**YOUR INSTRUCTIONS:** Your job with the data below: print everything from the line that holds "fn assert_area(actual: f64, expected: f64)" down to the line that holds "find_reduced_test_case(path, &|path: Path|", ends included, exactly, and nothing else.

--- DATASET RECORDS Enclosed Below ---

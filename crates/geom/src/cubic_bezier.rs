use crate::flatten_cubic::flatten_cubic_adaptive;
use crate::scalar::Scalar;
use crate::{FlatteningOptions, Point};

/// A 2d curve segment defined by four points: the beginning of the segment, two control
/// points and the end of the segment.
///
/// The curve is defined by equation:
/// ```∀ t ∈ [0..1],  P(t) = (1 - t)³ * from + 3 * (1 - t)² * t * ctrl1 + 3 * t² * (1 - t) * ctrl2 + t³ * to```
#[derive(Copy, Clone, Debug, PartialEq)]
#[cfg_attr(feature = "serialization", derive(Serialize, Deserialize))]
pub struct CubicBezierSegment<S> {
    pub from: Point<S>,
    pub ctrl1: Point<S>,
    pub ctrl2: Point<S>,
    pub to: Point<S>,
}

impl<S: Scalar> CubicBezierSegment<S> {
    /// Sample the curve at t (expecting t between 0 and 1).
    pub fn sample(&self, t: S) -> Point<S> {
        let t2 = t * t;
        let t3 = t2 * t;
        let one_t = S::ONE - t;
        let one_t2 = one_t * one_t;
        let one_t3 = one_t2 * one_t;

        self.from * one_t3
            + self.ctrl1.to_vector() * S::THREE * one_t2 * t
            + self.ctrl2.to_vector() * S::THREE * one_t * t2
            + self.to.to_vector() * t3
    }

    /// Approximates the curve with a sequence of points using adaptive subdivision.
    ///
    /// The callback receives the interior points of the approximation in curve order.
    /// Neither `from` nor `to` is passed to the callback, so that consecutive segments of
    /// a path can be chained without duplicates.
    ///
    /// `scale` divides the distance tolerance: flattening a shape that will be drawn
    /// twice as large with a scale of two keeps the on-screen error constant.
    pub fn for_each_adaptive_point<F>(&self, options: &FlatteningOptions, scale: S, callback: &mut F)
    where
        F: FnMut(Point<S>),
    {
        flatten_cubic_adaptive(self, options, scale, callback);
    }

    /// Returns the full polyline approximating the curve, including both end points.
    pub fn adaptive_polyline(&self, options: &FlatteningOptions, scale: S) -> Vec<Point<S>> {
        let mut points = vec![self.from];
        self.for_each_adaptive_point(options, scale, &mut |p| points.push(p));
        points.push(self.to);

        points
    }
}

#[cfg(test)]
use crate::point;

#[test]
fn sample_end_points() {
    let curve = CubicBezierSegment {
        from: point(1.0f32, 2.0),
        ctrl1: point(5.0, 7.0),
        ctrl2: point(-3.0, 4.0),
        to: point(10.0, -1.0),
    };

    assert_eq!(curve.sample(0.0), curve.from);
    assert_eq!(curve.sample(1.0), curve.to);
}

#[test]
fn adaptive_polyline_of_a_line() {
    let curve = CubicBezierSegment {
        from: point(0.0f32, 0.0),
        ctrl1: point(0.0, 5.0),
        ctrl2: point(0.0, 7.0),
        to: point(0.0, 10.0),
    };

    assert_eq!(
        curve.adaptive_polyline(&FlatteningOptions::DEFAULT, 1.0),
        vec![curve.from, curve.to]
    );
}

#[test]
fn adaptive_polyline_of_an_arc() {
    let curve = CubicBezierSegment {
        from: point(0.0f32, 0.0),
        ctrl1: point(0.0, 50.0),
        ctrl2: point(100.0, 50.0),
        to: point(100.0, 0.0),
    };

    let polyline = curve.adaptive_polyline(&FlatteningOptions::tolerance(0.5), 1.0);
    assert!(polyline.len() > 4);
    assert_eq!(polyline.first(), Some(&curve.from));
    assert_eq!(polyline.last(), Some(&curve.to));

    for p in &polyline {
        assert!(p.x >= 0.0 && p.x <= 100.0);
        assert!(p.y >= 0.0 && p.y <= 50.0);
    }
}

--- End of Enclosed DATASET RECORDS ---
--- DATASET RECORDS Enclosed Below ---

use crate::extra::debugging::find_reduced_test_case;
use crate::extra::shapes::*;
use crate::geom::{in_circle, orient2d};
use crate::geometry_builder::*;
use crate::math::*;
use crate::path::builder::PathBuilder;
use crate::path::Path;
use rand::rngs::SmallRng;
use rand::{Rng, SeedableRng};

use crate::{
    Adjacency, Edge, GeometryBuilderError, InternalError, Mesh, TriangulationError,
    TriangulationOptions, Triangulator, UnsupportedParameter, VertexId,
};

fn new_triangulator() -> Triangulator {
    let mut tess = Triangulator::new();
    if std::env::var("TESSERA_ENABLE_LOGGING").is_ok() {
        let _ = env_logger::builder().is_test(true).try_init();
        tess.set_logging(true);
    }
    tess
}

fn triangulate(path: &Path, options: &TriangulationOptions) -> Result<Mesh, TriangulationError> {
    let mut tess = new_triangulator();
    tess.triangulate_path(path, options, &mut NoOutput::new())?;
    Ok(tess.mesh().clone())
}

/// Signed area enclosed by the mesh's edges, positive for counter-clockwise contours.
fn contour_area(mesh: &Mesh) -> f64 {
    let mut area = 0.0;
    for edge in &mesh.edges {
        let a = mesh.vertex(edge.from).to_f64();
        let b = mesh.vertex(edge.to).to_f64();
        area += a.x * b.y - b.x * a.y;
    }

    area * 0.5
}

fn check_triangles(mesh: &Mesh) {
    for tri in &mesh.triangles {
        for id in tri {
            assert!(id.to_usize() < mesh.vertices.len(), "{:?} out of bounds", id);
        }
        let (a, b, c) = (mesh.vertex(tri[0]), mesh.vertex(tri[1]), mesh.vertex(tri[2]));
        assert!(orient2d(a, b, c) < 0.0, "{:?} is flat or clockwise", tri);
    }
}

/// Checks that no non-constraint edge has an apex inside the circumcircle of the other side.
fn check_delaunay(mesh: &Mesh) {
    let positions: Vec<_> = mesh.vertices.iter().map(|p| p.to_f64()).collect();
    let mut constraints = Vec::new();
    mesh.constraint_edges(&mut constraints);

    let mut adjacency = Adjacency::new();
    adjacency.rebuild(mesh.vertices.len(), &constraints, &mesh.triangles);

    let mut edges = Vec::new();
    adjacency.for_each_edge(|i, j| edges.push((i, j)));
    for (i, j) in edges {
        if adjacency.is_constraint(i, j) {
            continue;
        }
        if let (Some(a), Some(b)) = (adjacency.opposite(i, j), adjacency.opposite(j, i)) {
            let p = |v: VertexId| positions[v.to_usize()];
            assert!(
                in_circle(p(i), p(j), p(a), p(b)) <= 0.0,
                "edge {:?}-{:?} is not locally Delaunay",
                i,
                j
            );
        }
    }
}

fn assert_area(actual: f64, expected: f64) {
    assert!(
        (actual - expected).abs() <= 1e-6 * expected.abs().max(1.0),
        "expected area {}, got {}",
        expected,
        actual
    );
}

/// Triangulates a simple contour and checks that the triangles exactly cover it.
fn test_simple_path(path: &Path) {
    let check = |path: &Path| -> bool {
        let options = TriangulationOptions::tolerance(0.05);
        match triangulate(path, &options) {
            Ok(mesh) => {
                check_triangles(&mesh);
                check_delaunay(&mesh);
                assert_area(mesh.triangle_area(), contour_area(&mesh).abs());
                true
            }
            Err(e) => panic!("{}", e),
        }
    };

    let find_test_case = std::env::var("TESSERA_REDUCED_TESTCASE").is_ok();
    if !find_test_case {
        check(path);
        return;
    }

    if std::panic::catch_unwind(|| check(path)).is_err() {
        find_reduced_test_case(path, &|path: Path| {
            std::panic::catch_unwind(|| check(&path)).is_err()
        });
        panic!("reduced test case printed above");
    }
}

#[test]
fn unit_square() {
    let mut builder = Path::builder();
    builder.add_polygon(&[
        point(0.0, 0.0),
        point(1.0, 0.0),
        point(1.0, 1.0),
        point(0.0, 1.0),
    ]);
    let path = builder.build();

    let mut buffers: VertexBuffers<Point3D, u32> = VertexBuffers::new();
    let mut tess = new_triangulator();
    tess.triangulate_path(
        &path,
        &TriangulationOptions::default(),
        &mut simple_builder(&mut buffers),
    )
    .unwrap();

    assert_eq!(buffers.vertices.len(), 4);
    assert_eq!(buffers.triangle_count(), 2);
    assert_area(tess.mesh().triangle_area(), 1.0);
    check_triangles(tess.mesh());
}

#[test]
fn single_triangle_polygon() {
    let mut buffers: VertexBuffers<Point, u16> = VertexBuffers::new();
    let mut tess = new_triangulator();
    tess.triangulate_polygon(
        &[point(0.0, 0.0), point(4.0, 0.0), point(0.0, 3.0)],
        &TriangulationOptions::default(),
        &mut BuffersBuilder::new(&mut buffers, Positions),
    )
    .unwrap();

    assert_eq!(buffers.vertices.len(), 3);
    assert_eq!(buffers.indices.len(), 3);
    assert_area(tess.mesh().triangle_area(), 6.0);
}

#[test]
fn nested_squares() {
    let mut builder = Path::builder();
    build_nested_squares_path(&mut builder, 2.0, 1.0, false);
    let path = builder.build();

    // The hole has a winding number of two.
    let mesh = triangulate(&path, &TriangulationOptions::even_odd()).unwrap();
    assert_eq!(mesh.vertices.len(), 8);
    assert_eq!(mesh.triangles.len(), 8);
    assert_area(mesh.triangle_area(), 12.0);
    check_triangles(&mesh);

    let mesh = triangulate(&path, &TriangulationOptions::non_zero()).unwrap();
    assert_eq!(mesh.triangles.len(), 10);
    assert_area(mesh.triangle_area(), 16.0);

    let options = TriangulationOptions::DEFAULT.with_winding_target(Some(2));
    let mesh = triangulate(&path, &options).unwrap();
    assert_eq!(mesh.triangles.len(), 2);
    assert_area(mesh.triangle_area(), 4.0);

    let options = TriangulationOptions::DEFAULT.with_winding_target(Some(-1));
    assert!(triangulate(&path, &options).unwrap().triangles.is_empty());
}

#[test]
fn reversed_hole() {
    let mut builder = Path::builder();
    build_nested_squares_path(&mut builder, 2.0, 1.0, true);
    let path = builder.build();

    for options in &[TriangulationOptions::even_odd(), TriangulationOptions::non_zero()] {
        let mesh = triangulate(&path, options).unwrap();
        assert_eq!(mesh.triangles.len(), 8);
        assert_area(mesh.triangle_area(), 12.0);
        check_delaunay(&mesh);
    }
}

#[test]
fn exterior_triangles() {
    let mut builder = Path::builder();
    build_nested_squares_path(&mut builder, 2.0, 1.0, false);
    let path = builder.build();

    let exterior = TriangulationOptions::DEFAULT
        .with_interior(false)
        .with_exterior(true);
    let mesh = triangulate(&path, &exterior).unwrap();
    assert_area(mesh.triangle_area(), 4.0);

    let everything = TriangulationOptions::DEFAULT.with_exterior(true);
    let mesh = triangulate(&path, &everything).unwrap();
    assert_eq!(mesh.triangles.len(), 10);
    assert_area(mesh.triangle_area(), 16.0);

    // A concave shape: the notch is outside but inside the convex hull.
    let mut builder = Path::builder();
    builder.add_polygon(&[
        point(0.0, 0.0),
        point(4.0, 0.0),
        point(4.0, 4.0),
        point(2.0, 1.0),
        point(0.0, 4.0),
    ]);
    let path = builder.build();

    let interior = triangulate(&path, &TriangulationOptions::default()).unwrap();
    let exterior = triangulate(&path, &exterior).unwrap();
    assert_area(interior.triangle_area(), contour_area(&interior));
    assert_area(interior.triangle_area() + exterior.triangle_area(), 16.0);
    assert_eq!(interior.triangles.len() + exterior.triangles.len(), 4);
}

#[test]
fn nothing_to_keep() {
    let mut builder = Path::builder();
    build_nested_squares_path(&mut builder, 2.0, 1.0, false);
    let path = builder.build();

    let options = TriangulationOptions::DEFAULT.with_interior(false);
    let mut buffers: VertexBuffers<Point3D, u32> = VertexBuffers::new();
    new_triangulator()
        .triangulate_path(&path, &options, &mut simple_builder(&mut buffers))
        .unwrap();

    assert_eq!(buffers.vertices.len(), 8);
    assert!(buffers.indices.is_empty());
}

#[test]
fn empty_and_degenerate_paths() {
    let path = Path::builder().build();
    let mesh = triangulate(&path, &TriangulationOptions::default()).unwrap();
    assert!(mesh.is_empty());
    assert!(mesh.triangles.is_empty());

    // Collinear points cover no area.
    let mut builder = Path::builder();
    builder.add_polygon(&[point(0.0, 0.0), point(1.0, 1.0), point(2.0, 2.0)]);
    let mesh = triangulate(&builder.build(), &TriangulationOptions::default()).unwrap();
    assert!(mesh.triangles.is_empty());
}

--- End of Enclosed DATASET RECORDS ---

**EXERCISE RESPONSE:**
fn assert_area(actual: f64, expected: f64) {
    assert!(
        (actual - expected).abs() <= 1e-6 * expected.abs().max(1.0),
        "expected area {}, got {}",
        expected,
        actual
    );
}

/// Triangulates a simple contour and checks that the triangles exactly cover it.
fn test_simple_path(path: &Path) {
    let check = |path: &Path| -> bool {
        let options = TriangulationOptions::tolerance(0.05);
        match triangulate(path, &options) {
            Ok(mesh) => {
                check_triangles(&mesh);
                check_delaunay(&mesh);
                assert_area(mesh.triangle_area(), contour_area(&mesh).abs());
                true
            }
            Err(e) => panic!("{}", e),
        }
    };

    let find_test_case = std::env::var("TESSERA_REDUCED_TESTCASE").is_ok();
    if !find_test_case {
        check(path);
        return;
    }

    if std::panic::catch_unwind(|| check(path)).is_err() {
        find_reduced_test_case(path, &|path: Path| {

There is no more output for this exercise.